(MATERIAL PROVIDED)
//! Redis-backed profile store.
//!
//! Records are JSON strings under `profile:<user>` and `jobs:<user>`; `rev:<user>` is an
//! integer counter. Every write that has to be atomic across keys runs as one Lua script,
//! so the revision check and the writes it guards cannot interleave with another client.

use std::sync::Arc;

use async_trait::async_trait;
use redis::FromRedisValue;
use redis::aio::MultiplexedConnection;
use tokio::sync::Mutex;

use dbtc_core::{ExpectedVersion, UserId};
use dbtc_game::{Job, Profile};

use super::r#trait::{ProfileStore, StoreError, UserChanges, UserSnapshot};

const PROFILE_PREFIX: &str = "profile:";
const JOBS_PREFIX: &str = "jobs:";
const REVISION_PREFIX: &str = "rev:";

const GET_OR_CREATE_SCRIPT: &str = r#"
local existing = redis.call("GET", KEYS[1])
if existing then
  return existing
end
redis.call("SET", KEYS[1], ARGV[1])
return ARGV[1]
"#;

const OVERWRITE_SCRIPT: &str = r#"
redis.call("SET", KEYS[1], ARGV[1])
return redis.call("INCR", KEYS[2])
"#;

// ARGV[1]: expected revision, or -1 for any.
// ARGV[2], ARGV[3]: profile / jobs payloads, empty string to leave the key alone.
const COMMIT_SCRIPT: &str = r#"
local current = tonumber(redis.call("GET", KEYS[3]) or "0")
local expected = tonumber(ARGV[1])
if expected >= 0 and current ~= expected then
  return {0, current}
end
if ARGV[2] ~= "" then
  redis.call("SET", KEYS[1], ARGV[2])
end
if ARGV[3] ~= "" then
  redis.call("SET", KEYS[2], ARGV[3])
end
return {1, redis.call("INCR", KEYS[3])}
"#;

fn profile_key(user: &UserId) -> String {
    format!("{PROFILE_PREFIX}{user}")
}

fn jobs_key(user: &UserId) -> String {
    format!("{JOBS_PREFIX}{user}")
}

fn revision_key(user: &UserId) -> String {
    format!("{REVISION_PREFIX}{user}")
}

/// Whether a command may be sent again when its outcome is unknown.
///
/// Reads and the create-if-absent script converge no matter how often they run. Writes
/// that advance the revision are sent once: a lost reply may still have been applied,
/// and the caller's next optimistic round trip is what resolves that.
#[derive(Debug, Copy, Clone, PartialEq, Eq)]
enum Replay {
    Safe,
    Once,
}

impl Replay {
    fn max_attempts(self) -> u32 {
        match self {
            Replay::Safe => 2,
            Replay::Once => 1,
        }
    }
}

/// Profile store over a shared multiplexed Redis connection.
///
/// The connection is opened lazily and dropped after a failed command, so the next
/// command reconnects.
#[derive(Debug, Clone)]
pub struct RedisProfileStore {
    client: redis::Client,
    connection: Arc<Mutex<Option<MultiplexedConnection>>>,
}

impl RedisProfileStore {
    pub fn new(redis_url: impl AsRef<str>) -> Result<Self, StoreError> {
        let client = redis::Client::open(redis_url.as_ref())
            .map_err(|e| StoreError::Backend(format!("invalid redis url: {e}")))?;
        Ok(Self {
            client,
            connection: Arc::new(Mutex::new(None)),
        })
    }

    /// A handle on the shared connection. The lock is held only to read or open it.
    async fn connection(&self) -> Result<MultiplexedConnection, StoreError> {
        let mut guard = self.connection.lock().await;
        if let Some(connection) = guard.as_ref() {
            return Ok(connection.clone());
        }
        let connection = self
            .client
            .get_multiplexed_async_connection()
            .await
            .map_err(|e| StoreError::Backend(format!("failed to open redis connection: {e}")))?;
        tracing::debug!("profile store redis connection established");
        *guard = Some(connection.clone());
        Ok(connection)
    }

    async fn reset(&self) {
        *self.connection.lock().await = None;
    }

    async fn run_command<T, F>(
        &self,
        operation: &'static str,
        replay: Replay,
        build: F,
    ) -> Result<T, StoreError>
    where
        T: FromRedisValue + Send,
        F: Fn() -> redis::Cmd,
    {
        let max_attempts = replay.max_attempts();
        let mut attempt = 0;
        loop {
            attempt += 1;
            let mut connection = self.connection().await?;
            let result: redis::RedisResult<T> = build().query_async(&mut connection).await;
            let error = match result {
                Ok(value) => return Ok(value),
                Err(error) => error,
            };

            self.reset().await;
            if attempt >= max_attempts {
                tracing::warn!(
                    operation,
                    attempt,
                    error = %error,
                    "profile store redis command failed"
                );
                return Err(StoreError::Backend(format!("{operation}: {error}")));
            }
            tracing::warn!(
                operation,
                attempt,
                error = %error,
                "profile store redis command failed; reconnecting"
            );
        }
    }

    async fn overwrite(&self, key: String, payload: String, user: &UserId) -> Result<(), StoreError> {
        let rev_key = revision_key(user);
        let _: i64 = self
            .run_command("overwrite", Replay::Once, || {
                let mut cmd = redis::cmd("EVAL");
                cmd.arg(OVERWRITE_SCRIPT)
                    .arg(2)
                    .arg(&key)
                    .arg(&rev_key)
                    .arg(&payload);
                cmd
            })
            .await?;
        Ok(())
    }
}

#[async_trait]
impl ProfileStore for RedisProfileStore {
    async fn get(&self, user: &UserId) -> Result<Profile, StoreError> {
        let key = profile_key(user);
        let fresh = serde_json::to_string(&Profile::new(user.clone()))?;
        let raw: String = self
            .run_command("get_profile", Replay::Safe, || {
                let mut cmd = redis::cmd("EVAL");
                cmd.arg(GET_OR_CREATE_SCRIPT).arg(1).arg(&key).arg(&fresh);
                cmd
            })
            .await?;
        Ok(serde_json::from_str(&raw)?)
    }

    async fn put(&self, profile: &Profile) -> Result<(), StoreError> {
        let payload = serde_json::to_string(profile)?;
        self.overwrite(profile_key(&profile.id), payload, &profile.id)
            .await
    }

    async fn get_available(&self, user: &UserId) -> Result<Vec<Job>, StoreError> {
        let key = jobs_key(user);
        let raw: Option<String> = self
            .run_command("get_jobs", Replay::Safe, || {
                let mut cmd = redis::cmd("GET");
                cmd.arg(&key);
                cmd
            })
            .await?;
        match raw {
            Some(payload) => Ok(serde_json::from_str(&payload)?),
            None => Ok(Vec::new()),
        }
    }

    async fn set_available(&self, user: &UserId, jobs: &[Job]) -> Result<(), StoreError> {
        let payload = serde_json::to_string(jobs)?;
        self.overwrite(jobs_key(user), payload, user).await
    }

    async fn load(&self, user: &UserId) -> Result<UserSnapshot, StoreError> {
        let keys = [profile_key(user), jobs_key(user), revision_key(user)];
        let (profile, jobs, revision): (Option<String>, Option<String>, Option<u64>) = self
            .run_command("load", Replay::Safe, || {
                let mut cmd = redis::cmd("MGET");
                cmd.arg(&keys[..]);
                cmd
            })
            .await?;

        let profile = match profile {
            Some(payload) => serde_json::from_str(&payload)?,
            None => Profile::new(user.clone()),
        };
        let jobs = match jobs {
            Some(payload) => serde_json::from_str(&payload)?,
            None => Vec::new(),
        };

        Ok(UserSnapshot {
            profile,
            jobs,
            revision: revision.unwrap_or(0),
        })
    }

    async fn commit(
        &self,
        user: &UserId,
        expected: ExpectedVersion,
        changes: UserChanges,
    ) -> Result<u64, StoreError> {
        let expected_arg: i64 = match expected {
            ExpectedVersion::Any => -1,
            ExpectedVersion::Exact(v) => i64::try_from(v)
                .map_err(|_| StoreError::Backend(format!("revision {v} out of range")))?,
        };
        let profile = changes
            .profile
            .as_ref()
            .map(serde_json::to_string)
            .transpose()?
            .unwrap_or_default();
        let jobs = changes
            .jobs
            .as_ref()
            .map(serde_json::to_string)
            .transpose()?
            .unwrap_or_default();
        let keys = [profile_key(user), jobs_key(user), revision_key(user)];

        let (applied, revision): (i64, u64) = self
            .run_command("commit", Replay::Once, || {
                let mut cmd = redis::cmd("EVAL");
                cmd.arg(COMMIT_SCRIPT)
                    .arg(3)
                    .arg(&keys[..])
                    .arg(expected_arg)
                    .arg(&profile)
                    .arg(&jobs);
                cmd
            })
            .await?;

        if applied == 0 {
            return Err(StoreError::Conflict {
                user: user.clone(),
                expected,
                actual: revision,
            });
        }
        Ok(revision)
    }
}

#[cfg(test)]
mod tests {
    use super::*;

    #[test]
    fn keys_follow_the_documented_layout() {
        let user = UserId::new("123");
        assert_eq!(profile_key(&user), "profile:123");
        assert_eq!(jobs_key(&user), "jobs:123");
        assert_eq!(revision_key(&user), "rev:123");
    }

    #[test]
    fn rejects_invalid_url() {
        assert!(matches!(
            RedisProfileStore::new("not a url"),
            Err(StoreError::Backend(_))
        ));
    }

    #[test]
    fn opening_a_client_does_not_connect() {
        assert!(RedisProfileStore::new("redis://127.0.0.1:1/").is_ok());
    }

    #[test]
    fn revision_writes_are_never_replayed() {
        assert_eq!(Replay::Once.max_attempts(), 1);
        assert_eq!(Replay::Safe.max_attempts(), 2);
    }

    #[tokio::test]
    async fn unreachable_server_fails_without_caching_a_connection() {
        let store = RedisProfileStore::new("redis://127.0.0.1:1/").unwrap();
        let err = store
            .commit(&UserId::new("123"), ExpectedVersion::Any, UserChanges::none())
            .await
            .unwrap_err();

        assert!(matches!(err, StoreError::Backend(_)));
        assert!(store.connection.lock().await.is_none());
    }
}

(PROBLEM DESCRIPTION) Gather each line of the listing containing the word "local" and show it.

(EXERCISE ANSWER)
local existing = redis.call("GET", KEYS[1])
local current = tonumber(redis.call("GET", KEYS[3]) or "0")
local expected = tonumber(ARGV[1])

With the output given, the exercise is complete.